Abstract
Purpose :
M2-type macrophages play great role in the development of choroidal neovascularization (CNV). Thus, inhibition of M2 macrophage polarization may provide an alternative to anti-VEGF therapy. This study evaluated the role of C/EBPβ in M2 macrophage polarization. We also assessed whether microRNA-155 could inhibit polarization of macrophages to M2-type via targeting C/EBPβ and suppress CNV formation in laser-induced mice CNV model.
Methods :
M2 macrophage polarization and the expression of C/EBPβ were examined by Western blotting, real time PCR and immunohistochemistry on day 1,3,7 after laser-induced CNV formation in C57BL/6J mice.The effect of microRNA-155 on M2 macrophage polarization was evaluated in the CNV model by Western blotting, real time PCR and immunohistochemistry at the same time points after intravitreal injection of microRNA-155 mimics.

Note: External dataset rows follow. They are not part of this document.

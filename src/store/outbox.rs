//! Push outbox: persist-then-send queue plus its dead-letter table.

use anyhow::Result;
use rusqlite::{Connection, OptionalExtension, Row, params};
use serde_json::Value;

use super::models::{DlqRow, OutboxRow, OutboxStatus};
use super::now_ts;

fn outbox_from_row(row: &Row<'_>) -> rusqlite::Result<OutboxRow> {
    Ok(OutboxRow {
        id: row.get(0)?,
        channel_id: row.get(1)?,
        thread_id: row.get(2)?,
        event_key: row.get(3)?,
        payload: serde_json::from_str(&row.get::<_, String>(4)?).unwrap_or(Value::Null),
        status: OutboxStatus::parse(&row.get::<_, String>(5)?),
        attempt: row.get(6)?,
        next_try_at: row.get(7)?,
        last_error: row.get(8)?,
        created_at: row.get(9)?,
        updated_at: row.get(10)?,
    })
}

const OUTBOX_COLS: &str =
    "id, channel_id, thread_id, event_key, payload, status, attempt, next_try_at, \
     last_error, created_at, updated_at";

/// Insert a pending entry; returns its row id.
pub fn enqueue(
    conn: &Connection,
    channel_id: i64,
    thread_id: Option<i64>,
    event_key: &str,
    payload: &Value,
) -> Result<i64> {
    let now = now_ts();
    conn.execute(
        "INSERT INTO push_outbox (channel_id, thread_id, event_key, payload, status,
                                  attempt, created_at, updated_at)
         VALUES (?1, ?2, ?3, ?4, 'pending', 0, ?5, ?5)",
        params![channel_id, thread_id, event_key, serde_json::to_string(payload)?, now],
    )?;
    Ok(conn.last_insert_rowid())
}

/// Claim a batch of dispatchable rows.
///
/// Rows with `status IN (pending, retry)` and a due (or NULL) `next_try_at`,
/// ordered NULLS FIRST then `created_at`. Claimed rows have `next_try_at`
/// pushed `claim_secs` into the future inside the same transaction so a
/// concurrent dispatcher cannot pick them up; a crashed worker's claim
/// simply expires.
pub fn dequeue_batch(conn: &mut Connection, limit: usize, claim_secs: i64) -> Result<Vec<OutboxRow>> {
    let now = now_ts();
    let tx = conn.transaction()?;

    let rows = {
        let mut stmt = tx.prepare(&format!(
            "SELECT {OUTBOX_COLS} FROM push_outbox
             WHERE status IN ('pending', 'retry')
               AND (next_try_at IS NULL OR next_try_at <= ?1)
             ORDER BY next_try_at ASC, created_at ASC
             LIMIT ?2"
        ))?;
        let mapped = stmt.query_map(params![now, limit as i64], outbox_from_row)?;
        mapped.collect::<rusqlite::Result<Vec<_>>>()?
    };

    let claim_until = super::to_ts(chrono::Utc::now() + chrono::Duration::seconds(claim_secs));
    for row in &rows {
        tx.execute(
            "UPDATE push_outbox SET next_try_at = ?2 WHERE id = ?1",
            params![row.id, claim_until],
        )?;
    }
    tx.commit()?;
    Ok(rows)
}

pub fn mark_done(conn: &Connection, id: i64) -> Result<()> {
    conn.execute(
        "UPDATE push_outbox SET status = 'done', updated_at = ?2 WHERE id = ?1",
        params![id, now_ts()],
    )?;
    Ok(())
}

/// Undo a dispatch claim without consuming an attempt (e.g. when rate
/// limited before the send).
pub fn release_claim(conn: &Connection, id: i64) -> Result<()> {
    conn.execute(
        "UPDATE push_outbox SET next_try_at = ?2 WHERE id = ?1",
        params![id, now_ts()],
    )?;
    Ok(())
}

pub fn mark_retry(
    conn: &Connection,
    id: i64,
    next_try_at: &str,
    last_error: Option<&str>,
) -> Result<()> {
    conn.execute(
        "UPDATE push_outbox
         SET status = 'retry', next_try_at = ?2, last_error = ?3,
             attempt = attempt + 1, updated_at = ?4
         WHERE id = ?1",
        params![id, next_try_at, last_error, now_ts()],
    )?;
    Ok(())
}

/// Move a row to DLQ, archiving the payload snapshot. Terminal until
/// recovery.
pub fn move_to_dlq(
    conn: &mut Connection,
    id: i64,
    last_error: Option<&str>,
    snapshot: &Value,
) -> Result<()> {
    let now = now_ts();
    let tx = conn.transaction()?;
    tx.execute(
        "INSERT INTO push_outbox_dlq (ref_id, snapshot, failed_at) VALUES (?1, ?2, ?3)",
        params![id, serde_json::to_string(snapshot)?, now],
    )?;
    tx.execute(
        "UPDATE push_outbox SET status = 'dlq', last_error = ?2, updated_at = ?3 WHERE id = ?1",
        params![id, last_error, now],
    )?;
    tx.commit()?;
    Ok(())
}

pub fn count_backlog(conn: &Connection) -> Result<i64> {
    Ok(conn.query_row(
        "SELECT COUNT(*) FROM push_outbox WHERE status IN ('pending', 'retry')",
        [],
        |row| row.get(0),
    )?)
}

pub fn get(conn: &Connection, id: i64) -> Result<Option<OutboxRow>> {
    conn.query_row(
        &format!("SELECT {OUTBOX_COLS} FROM push_outbox WHERE id = ?1"),
        params![id],
        outbox_from_row,
    )
    .optional()
    .map_err(Into::into)
}

// ── DLQ ─────────────────────────────────────────────────────────────

pub fn list_dlq(conn: &Connection, limit: usize) -> Result<Vec<DlqRow>> {
    let mut stmt = conn.prepare(
        "SELECT id, ref_id, snapshot, failed_at FROM push_outbox_dlq
         ORDER BY failed_at ASC LIMIT ?1",
    )?;
    let rows = stmt.query_map(params![limit as i64], |row| {
        Ok(DlqRow {
            id: row.get(0)?,
            ref_id: row.get(1)?,
            snapshot: serde_json::from_str(&row.get::<_, String>(2)?).unwrap_or(Value::Null),
            failed_at: row.get(3)?,
        })
    })?;
    Ok(rows.collect::<rusqlite::Result<Vec<_>>>()?)
}

pub fn delete_dlq(conn: &Connection, id: i64) -> Result<()> {
    conn.execute("DELETE FROM push_outbox_dlq WHERE id = ?1", params![id])?;
    Ok(())
}

/// Reset an outbox row from DLQ back to retryable, restoring the snapshot.
pub fn restore_from_dlq(conn: &Connection, ref_id: i64, snapshot: &Value) -> Result<()> {
    let now = now_ts();
    conn.execute(
        "UPDATE push_outbox
         SET status = 'retry', next_try_at = ?2, last_error = NULL,
             attempt = 0, payload = ?3, updated_at = ?2
         WHERE id = ?1",
        params![ref_id, now, serde_json::to_string(snapshot)?],
    )?;
    Ok(())
}
//! Durable tier of the provider cache, keyed by `(endpoint, chain, key)`
//! with the most recent fetch winning.

use anyhow::Result;
use rusqlite::{Connection, OptionalExtension, params};
use sha1::{Digest, Sha1};

use super::now_ts;

#[derive(Debug, Clone)]
pub struct CacheHit {
    pub payload: String,
    pub status: String,
    pub fetched_at: String,
    pub expires_at: String,
}

pub fn get(
    conn: &Connection,
    endpoint: &str,
    chain: Option<&str>,
    key: &str,
) -> Result<Option<CacheHit>> {
    conn.query_row(
        "SELECT payload, status, fetched_at, expires_at
         FROM provider_cache
         WHERE endpoint = ?1 AND chain = ?2 AND key = ?3",
        params![endpoint, chain.unwrap_or("-"), key],
        |row| {
            Ok(CacheHit {
                payload: row.get(0)?,
                status: row.get(1)?,
                fetched_at: row.get(2)?,
                expires_at: row.get(3)?,
            })
        },
    )
    .optional()
    .map_err(Into::into)
}

pub fn put(
    conn: &Connection,
    endpoint: &str,
    chain: Option<&str>,
    key: &str,
    payload: &str,
    status: &str,
    expires_at: &str,
) -> Result<()> {
    let mut hasher = Sha1::new();
    hasher.update(payload.as_bytes());
    let payload_hash = format!("{:x}", hasher.finalize());

    conn.execute(
        "INSERT INTO provider_cache (endpoint, chain, key, payload, payload_hash, status,
                                     fetched_at, expires_at)
         VALUES (?1, ?2, ?3, ?4, ?5, ?6, ?7, ?8)
         ON CONFLICT(endpoint, chain, key) DO UPDATE SET
             payload      = excluded.payload,
             payload_hash = excluded.payload_hash,
             status       = excluded.status,
             fetched_at   = excluded.fetched_at,
             expires_at   = excluded.expires_at",
        params![
            endpoint,
            chain.unwrap_or("-"),
            key,
            payload,
            payload_hash,
            status,
            now_ts(),
            expires_at
        ],
    )?;
    Ok(())
}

To evaluate the role of microRNA-155 on CNV development, eyes of mice CNV model were examined by fluorescein angiography, choroidal flatmounts on day 7 after intravitreal injection.
Results :
Arg-1+Ym-1+M2 macrophage and the expression of C/EBPβ were significantly up-regulated in mice CNV model, while microRNA-155 could inhibit Arg-1+Ym-1+M2 macrophage polarization via targeting C/EBPβ in mice CNV model. Intravitreal injection of microRNA-155 mimics inhibited CNV leakage and neovascularization.
Conclusions :
MicroRNA-155 modulating C/EBPβ plays great role in M2 macrophage polarizaiton, while microRNA-155 mimics could suppress CNV by inhibiting M2 macrophages polarization.
This is an abstract that was submitted for the 2016 ARVO Annual Meeting, held in Seattle, Wash., May 1-5, 2016.